Si creano così due circuiti contrapposti: un circuito virtuoso, che è quello delle attività che ci riescono: le ripetiamo volentieri e diventiamo ancora più bravi a svolgerle. Nel circuito vizioso invece se l’attività non riesce, non siamo gratificati a svolgerla e il ridotto esercizio ci allontana sempre più dallo standard.

Facciamo un esempio in ambito ludico. Se non mi riesce facile lo sci, aumenta la mia paura di andare sulla neve, questa mi tiene lontana dall’attività e quindi la mia abilità non si sviluppa e quando gli amici mi inviteranno per una gita sugli sci, io rifiuterò, perché sono consapevole della mia incapacità di fare quello che fanno loro. Finché si tratta di attività ricreative la soluzione appare semplice: queste vengono evitate e ne vengono praticate altre, ma quando l’attività è obbligatoria, deve essere svolta quotidianamente come ad esempio le operazioni aritmetiche, come posso fare?

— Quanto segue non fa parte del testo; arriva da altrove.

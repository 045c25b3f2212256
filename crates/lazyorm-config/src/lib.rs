//! Settings for the LazyORM store, sessions and logging.
//!
//! [`OrmConfig`] is assembled by [`ConfigLoader`] from up to two TOML files
//! (`~/.lazyorm/config.toml`, then `<workspace>/.lazyorm/config.toml`) and
//! finally from command-line [`ConfigOverrides`]. Every section has
//! defaults, so an empty or missing file is a valid configuration.

mod error;
mod loader;

pub use error::{ConfigError, FileOp};
pub use loader::ConfigLoader;

use serde::{Deserialize, Serialize};
use std::path::{Path, PathBuf};

/// Complete configuration after all layers have been merged.
#[derive(Debug, Clone, Serialize, Deserialize, Default, PartialEq)]
#[serde(default)]
pub struct OrmConfig {
    /// Backing store configuration
    pub store: StoreConfig,

    /// Session and unit-of-work behaviour
    pub session: SessionConfig,

    /// Logging configuration
    pub logging: LoggingConfig,
}

/// Backing store configuration.
///
/// # Example TOML
///
/// ```toml
/// [store]
/// database = "data/staff.db"
/// journal_mode = "wal"
/// busy_timeout_ms = 5000
/// ```
#[derive(Debug, Clone, Serialize, Deserialize, PartialEq)]
#[serde(default)]
pub struct StoreConfig {
    /// SQLite database file (relative paths resolve against the workspace root)
    pub database: PathBuf,

    /// SQLite journal mode
    pub journal_mode: JournalMode,

    /// How long a statement waits on a locked database, in milliseconds
    pub busy_timeout_ms: u64,

    /// Capacity of the prepared statement cache
    pub statement_cache_capacity: usize,
}

impl Default for StoreConfig {
    fn default() -> Self {
        Self {
            database: PathBuf::from("lazyorm.db"),
            journal_mode: JournalMode::default(),
            busy_timeout_ms: 5000,
            statement_cache_capacity: 64,
        }
    }
}

/// SQLite journal mode.
#[derive(Debug, Clone, Copy, Serialize, Deserialize, Default, PartialEq, Eq)]
#[serde(rename_all = "lowercase")]
pub enum JournalMode {
    /// Write-ahead log (default)
    #[default]
    Wal,
    /// Rollback journal deleted at the end of each transaction
    Delete,
    /// Journal kept in memory
    Memory,
}

impl JournalMode {
    /// Pragma value understood by SQLite.
    pub fn as_pragma(&self) -> &'static str {
        match self {
            Self::Wal => "WAL",
            Self::Delete => "DELETE",
            Self::Memory => "MEMORY",
        }
    }
}

impl std::fmt::Display for JournalMode {
    fn fmt(&self, f: &mut std::fmt::Formatter<'_>) -> std::fmt::Result {
        match self {
            Self::Wal => write!(f, "wal"),
            Self::Delete => write!(f, "delete"),
            Self::Memory => write!(f, "memory"),
        }
    }
}

impl std::str::FromStr for JournalMode {
    type Err = ConfigError;

    fn from_str(s: &str) -> Result<Self, Self::Err> {
        match s.to_lowercase().as_str() {
            "wal" => Ok(Self::Wal),
            "delete" => Ok(Self::Delete),
            "memory" => Ok(Self::Memory),
            _ => Err(ConfigError::invalid(
                "store.journal_mode",
                format!("unknown journal mode '{}'. Valid values: wal, delete, memory", s),
            )),
        }
    }
}

/// Session and unit-of-work configuration.
#[derive(Debug, Clone, Serialize, Deserialize, PartialEq)]
#[serde(default)]
pub struct SessionConfig {
    /// Wrap each commit in a store transaction, rolling back on failure
    pub transactional_commit: bool,

    /// Number of identifiers reserved per round trip to the sequence table
    pub id_block_size: u32,
}

impl Default for SessionConfig {
    fn default() -> Self {
        Self {
            transactional_commit: true,
            id_block_size: 1,
        }
    }
}

/// `[logging]` section, read by the `lazyorm` binary when it installs
/// its subscriber.
#[derive(Debug, Clone, Copy, Serialize, Deserialize, Default, PartialEq, Eq)]
#[serde(default)]
pub struct LoggingConfig {
    pub level: LogLevel,
    pub format: LogFormat,
}

/// Most verbose level that is emitted.
#[derive(Debug, Clone, Copy, Serialize, Deserialize, Default, PartialEq, Eq)]
#[serde(rename_all = "lowercase")]
pub enum LogLevel {
    Trace,
    Debug,
    #[default]
    Info,
    Warn,
    Error,
}

impl From<LogLevel> for tracing::Level {
    fn from(level: LogLevel) -> Self {
        match level {
            LogLevel::Trace => tracing::Level::TRACE,
            LogLevel::Debug => tracing::Level::DEBUG,
            LogLevel::Info => tracing::Level::INFO,
            LogLevel::Warn => tracing::Level::WARN,
            LogLevel::Error => tracing::Level::ERROR,
        }
    }
}

impl std::str::FromStr for LogLevel {
    type Err = ConfigError;

    fn from_str(s: &str) -> Result<Self, Self::Err> {
        match s.to_ascii_lowercase().as_str() {
            "trace" => Ok(Self::Trace),
            "debug" => Ok(Self::Debug),
            "info" => Ok(Self::Info),
            "warn" | "warning" => Ok(Self::Warn),
            "error" => Ok(Self::Error),
            other => Err(ConfigError::invalid(
                "logging.level",
                format!("unknown level '{}' (expected trace, debug, info, warn or error)", other),
            )),
        }
    }
}

/// Line format of log output.
#[derive(Debug, Clone, Copy, Serialize, Deserialize, Default, PartialEq, Eq)]
#[serde(rename_all = "lowercase")]
pub enum LogFormat {
    #[default]
    Text,
    /// One JSON object per event
    Json,
}

/// Values given on the command line. `None` leaves the file value alone.
#[derive(Debug, Clone, Default)]
pub struct ConfigOverrides {
    pub database: Option<PathBuf>,
    pub journal_mode: Option<JournalMode>,
    pub transactional_commit: Option<bool>,
    pub log_level: Option<LogLevel>,
}

impl OrmConfig {
    /// Replace file values with any values set in `overrides`.
    pub fn apply_overrides(&mut self, overrides: &ConfigOverrides) {
        if let Some(database) = &overrides.database {
            self.store.database = database.clone();
        }
        if let Some(mode) = overrides.journal_mode {
            self.store.journal_mode = mode;
        }
        if let Some(transactional) = overrides.transactional_commit {
            self.session.transactional_commit = transactional;
        }
        if let Some(level) = overrides.log_level {
            self.logging.level = level;
        }
    }

    /// Check values that deserialize fine but cannot work.
    pub fn validate(&self) -> Result<(), ConfigError> {
        if self.store.database.as_os_str().is_empty() {
            return Err(ConfigError::invalid(
                "store.database",
                "database path must not be empty",
            ));
        }
        if self.session.id_block_size == 0 {
            return Err(ConfigError::invalid(
                "session.id_block_size",
                "must be at least 1",
            ));
        }
        if self.store.statement_cache_capacity == 0 {
            return Err(ConfigError::invalid(
                "store.statement_cache_capacity",
                "must be at least 1",
            ));
        }
        Ok(())
    }

    /// Get the effective database path for a workspace.
    pub fn database_path(&self, workspace_root: &Path) -> PathBuf {
        if self.store.database.is_absolute() {
            self.store.database.clone()
        } else {
            workspace_root.join(&self.store.database)
        }
    }
}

In una classe ci sono bambini che si divertono a fare operazioni, scoprono l’efficienza dell’algoritmo e provano soddisfazione nell’applicarlo per raggiungere il risultato. Mentre questi bambini sperimentano la gioia del successo, c’è qualcuno che arranca faticosamente, che ha bisogno delle dita e, quando queste non bastano non sa come procedere. L’esercizio è frustrante e la sua incapacità di eseguirlo chiude ogni possibilità di incorporare le spiegazioni che l’insegnante prova a dargli, così come lo sciatore teso nello sforzo non riesce nemmeno ad ascoltare ciò che gli viene suggerito per trarsi d’impaccio.

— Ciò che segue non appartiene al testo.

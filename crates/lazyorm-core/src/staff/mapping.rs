use super::{Department, Employee, Leave, LeaveKind, Period, TimeRecord};
use crate::context::LoadContext;
use crate::entity::Entity;
use crate::error::OrmError;
use crate::layout::{Embedded, SingleTable, Variant};
use crate::lazy::LazyList;
use crate::mapper::Mapping;
use crate::types::{EntityKind, Row, Value};

pub struct DepartmentMapping;

impl Mapping for DepartmentMapping {
    type Entity = Department;

    fn table(&self) -> &str {
        "departments"
    }

    fn columns(&self) -> &[&str] {
        &["name"]
    }

    fn decode(&self, row: &Row, _cx: &mut LoadContext<'_>) -> Result<Department, OrmError> {
        Ok(Department {
            name: row.get_str("name")?.to_string(),
        })
    }

    fn encode(&self, department: &Department) -> Vec<Value> {
        vec![department.name.clone().into()]
    }
}

pub struct EmployeeMapping;

impl Mapping for EmployeeMapping {
    type Entity = Employee;

    fn table(&self) -> &str {
        "employees"
    }

    fn columns(&self) -> &[&str] {
        &["name", "department_id"]
    }

    /// The department comes back as a ghost and the time records as an
    /// unloaded list; neither is fetched here.
    fn decode(&self, row: &Row, cx: &mut LoadContext<'_>) -> Result<Employee, OrmError> {
        let id = row.get_id(self.key_column())?;
        let department = match row.get_opt_id("department_id")? {
            Some(department_id) => Some(cx.find::<Department>(department_id)?),
            None => None,
        };

        Ok(Employee {
            name: row.get_str("name")?.to_string(),
            department,
            time_records: LazyList::owned_by(Employee::KIND, id),
        })
    }

    fn encode(&self, employee: &Employee) -> Vec<Value> {
        vec![
            employee.name.clone().into(),
            employee.department.as_ref().and_then(|d| d.id()).into(),
        ]
    }
}

pub struct TimeRecordMapping;

impl Mapping for TimeRecordMapping {
    type Entity = TimeRecord;

    fn table(&self) -> &str {
        "time_records"
    }

    fn columns(&self) -> &[&str] {
        &["employee_id", "hours", "note"]
    }

    fn owner_column(&self, owner: EntityKind) -> Option<&str> {
        (owner == Employee::KIND).then_some("employee_id")
    }

    fn decode(&self, row: &Row, cx: &mut LoadContext<'_>) -> Result<TimeRecord, OrmError> {
        Ok(TimeRecord {
            employee: cx.find::<Employee>(row.get_id("employee_id")?)?,
            hours: row.get_f64("hours")?,
            note: row.get_opt_str("note")?.map(str::to_string),
        })
    }

    fn encode(&self, record: &TimeRecord) -> Vec<Value> {
        vec![
            record.employee.id().into(),
            record.hours.into(),
            record.note.clone().into(),
        ]
    }
}

const HOLIDAY: &str = "holiday";
const VACATION: &str = "vacation";
const PERIOD: &str = "period";

const LEAVE_VARIANTS: &[Variant] = &[
    Variant {
        tag: HOLIDAY,
        columns: &["day"],
    },
    Variant {
        tag: VACATION,
        columns: &["period_start", "period_end"],
    },
];

/// Both leave shapes share the `leaves` table, told apart by `discriminator`.
pub struct LeaveMapping {
    layout: SingleTable,
}

impl LeaveMapping {
    pub fn new() -> Self {
        Self {
            layout: SingleTable::new("discriminator", &["employee_id"], LEAVE_VARIANTS),
        }
    }
}

impl Default for LeaveMapping {
    fn default() -> Self {
        Self::new()
    }
}

impl Mapping for LeaveMapping {
    type Entity = Leave;

    fn table(&self) -> &str {
        "leaves"
    }

    fn columns(&self) -> &[&str] {
        self.layout.columns()
    }

    fn owner_column(&self, owner: EntityKind) -> Option<&str> {
        (owner == Employee::KIND).then_some("employee_id")
    }

    fn decode(&self, row: &Row, cx: &mut LoadContext<'_>) -> Result<Leave, OrmError> {
        let employee = cx.find::<Employee>(row.get_id("employee_id")?)?;
        let kind = match self.layout.variant_of(row)?.tag {
            HOLIDAY => LeaveKind::Holiday {
                day: row.get_date("day")?,
            },
            _ => LeaveKind::Vacation {
                period: Period::read(row, PERIOD)?,
            },
        };
        Ok(Leave { employee, kind })
    }

    fn encode(&self, leave: &Leave) -> Vec<Value> {
        let (tag, own) = match leave.kind {
            LeaveKind::Holiday { day } => (HOLIDAY, vec![day.into()]),
            LeaveKind::Vacation { period } => (VACATION, period.write()),
        };
        self.layout
            .encode(tag, vec![leave.employee.id().into()], own)
    }
}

Gli strumenti compensativi servono proprio a rendere più facile un esercizio, ad avvicinare l’allievo al successo, a fargli sperimentare un compito più abbordabile. Basta una linea dei numeri a disposizione sul banco per trasformare un’esperienza frustrante in una procedura semplice e facile da ripetere.

Il caso di Stefano

Ricordo ancora Stefano, un vispo bambino di seconda primaria che rifiutava le semplici addizioni e sottrazioni oltre la decina. Dopo cinque minuti di utilizzo della linea dei numeri, mi chiese di andare dalla mamma a mostrarle che anche lui era capace ora di fare i calcoli. E mentre parlavamo con la mamma Stefano ha continuato a inventarsi operazioni per mettere alla prova se stesso e la sua nuova procedura.

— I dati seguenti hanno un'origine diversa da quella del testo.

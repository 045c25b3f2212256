//! LazyORM CLI - staff records over the persistence core
//!
//! Commands:
//! - `init` - Create the database schema (and optionally a local config)
//! - `department` - Add or list departments
//! - `employee` - Hire, rename, fire or show employees
//! - `time` - Log hours against an employee
//! - `leave` - Grant or list holidays and vacations
//! - `stats` - Row counts per entity kind
//!
//! Every command runs inside a single session that commits on success.

use std::path::PathBuf;
use std::sync::Arc;

use anyhow::{Context, Result};
use chrono::NaiveDate;
use clap::{Parser, Subcommand};
use serde::Serialize;
use tracing::{debug, info, Level};
use tracing_subscriber::filter::LevelFilter;
use tracing_subscriber::{EnvFilter, FmtSubscriber};

use lazyorm_config::{ConfigLoader, ConfigOverrides, LogFormat, OrmConfig};
use lazyorm_core::staff::{self, Department, Employee, Leave, LeaveKind, Period, TimeRecord};
use lazyorm_core::{Entity, EntityId, LazyList, SessionFactory, SqliteStore, Store};

/// LazyORM - Unit of Work and Lazy Load over SQLite
#[derive(Parser)]
#[command(name = "lazyorm")]
#[command(author, version, about, long_about = None)]
struct Cli {
    /// Enable verbose output
    #[arg(short, long, global = true)]
    verbose: bool,

    /// Workspace directory holding `.lazyorm/config.toml`
    #[arg(short, long, global = true, default_value = ".")]
    workspace: PathBuf,

    /// Database file (overrides config)
    #[arg(short, long, global = true, env = "LAZYORM_DATABASE")]
    database: Option<PathBuf>,

    #[command(subcommand)]
    command: Commands,
}

#[derive(Subcommand)]
enum Commands {
    /// Create the database schema
    Init {
        /// Also write a local config file with the effective settings
        #[arg(long)]
        write_config: bool,
    },

    /// Manage departments
    Department {
        #[command(subcommand)]
        command: DepartmentCommand,
    },

    /// Manage employees
    Employee {
        #[command(subcommand)]
        command: EmployeeCommand,
    },

    /// Record working time
    Time {
        #[command(subcommand)]
        command: TimeCommand,
    },

    /// Grant or list time off
    Leave {
        #[command(subcommand)]
        command: LeaveCommand,
    },

    /// Show row counts for every entity kind
    Stats {
        /// Output as JSON
        #[arg(long)]
        json: bool,
    },
}
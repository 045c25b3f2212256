//! Column layouts for mappings that do not map one field to one column.
//!
//! [`SingleTable`] stores every variant of an entity in one table. A
//! discriminator column names the variant of each row; each variant owns
//! some columns, and a row leaves the columns of the other variants NULL.
//!
//! [`Embedded`] values have no table or identity of their own. They are
//! stored inline in their owner's row as `<prefix>_<field>` columns.

use crate::error::OrmError;
use crate::types::{Row, Value};

/// One variant of a [`SingleTable`] layout
#[derive(Debug, Clone, Copy, PartialEq, Eq)]
pub struct Variant {
    /// Value stored in the discriminator column
    pub tag: &'static str,
    /// Columns only this variant uses
    pub columns: &'static [&'static str],
}

/// Single-table inheritance layout.
///
/// Columns are laid out as: shared columns, the discriminator, then every
/// variant's own columns in declaration order.
#[derive(Debug, Clone)]
pub struct SingleTable {
    discriminator: &'static str,
    shared: &'static [&'static str],
    variants: &'static [Variant],
    columns: Vec<&'static str>,
}

impl SingleTable {
    pub fn new(
        discriminator: &'static str,
        shared: &'static [&'static str],
        variants: &'static [Variant],
    ) -> Self {
        let columns = shared
            .iter()
            .copied()
            .chain(std::iter::once(discriminator))
            .chain(variants.iter().flat_map(|v| v.columns.iter().copied()))
            .collect();
        Self {
            discriminator,
            shared,
            variants,
            columns,
        }
    }

    /// Every non-key column, for [`Mapping::columns`](crate::Mapping::columns)
    pub fn columns(&self) -> &[&'static str] {
        &self.columns
    }

    pub fn discriminator(&self) -> &'static str {
        self.discriminator
    }

    pub fn variants(&self) -> &'static [Variant] {
        self.variants
    }

    /// The variant a row was stored as
    pub fn variant_of(&self, row: &Row) -> Result<&'static Variant, OrmError> {
        let tag = row.get_str(self.discriminator)?;
        self.variants
            .iter()
            .find(|v| v.tag == tag)
            .ok_or_else(|| {
                OrmError::decode(self.discriminator, format!("unknown variant '{}'", tag))
            })
    }

    /// Values for [`columns`](Self::columns): `shared`, then `tag`, then
    /// `own` in the columns of `tag` and NULL in every other variant's.
    pub fn encode(&self, tag: &str, shared: Vec<Value>, mut own: Vec<Value>) -> Vec<Value> {
        let mut values = Vec::with_capacity(self.columns.len());
        values.extend(shared);
        values.push(Value::from(tag));

        for variant in self.variants {
            if variant.tag == tag {
                values.append(&mut own);
            } else {
                values.extend(variant.columns.iter().map(|_| Value::Null));
            }
        }
        values
    }

    /// Number of shared columns ahead of the discriminator
    pub fn shared_len(&self) -> usize {
        self.shared.len()
    }
}

/// A value object stored as several columns of its owner's row.
pub trait Embedded: Sized {
    /// Field names; the stored columns are `<prefix>_<field>`
    const FIELDS: &'static [&'static str];

    /// Read the value from the `<prefix>_*` columns of `row`
    fn read(row: &Row, prefix: &str) -> Result<Self, OrmError>;

    /// Values for [`FIELDS`](Self::FIELDS), in order
    fn write(&self) -> Vec<Value>;
}

/// Name of the column holding `field` of a value embedded under `prefix`
pub fn embedded_column(prefix: &str, field: &str) -> String {
    format!("{}_{}", prefix, field)
}

/// Column names for an [`Embedded`] type under `prefix`
pub fn embedded_columns<T: Embedded>(prefix: &str) -> Vec<String> {
    T::FIELDS
        .iter()
        .map(|field| embedded_column(prefix, field))
        .collect()
}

Purtroppo la sua insegnante riteneva che in classe non si dovesse usare la linea dei numeri e quindi la soddisfazione del bambino è svanita come una bolla di sapone e non ha potuto manifestare in classe sua abilità. Perché? “perché doveva imparare a fare senza” eppoi perché “non deve sentirsi diverso dagli altri”.
Trovo confutabili entrambe le argomentazioni: un bambino avverte di più il peso della diversità quando non riesce a fare quello che fanno gli altri, o quando deve usare uno strumento che gli facilita il compito?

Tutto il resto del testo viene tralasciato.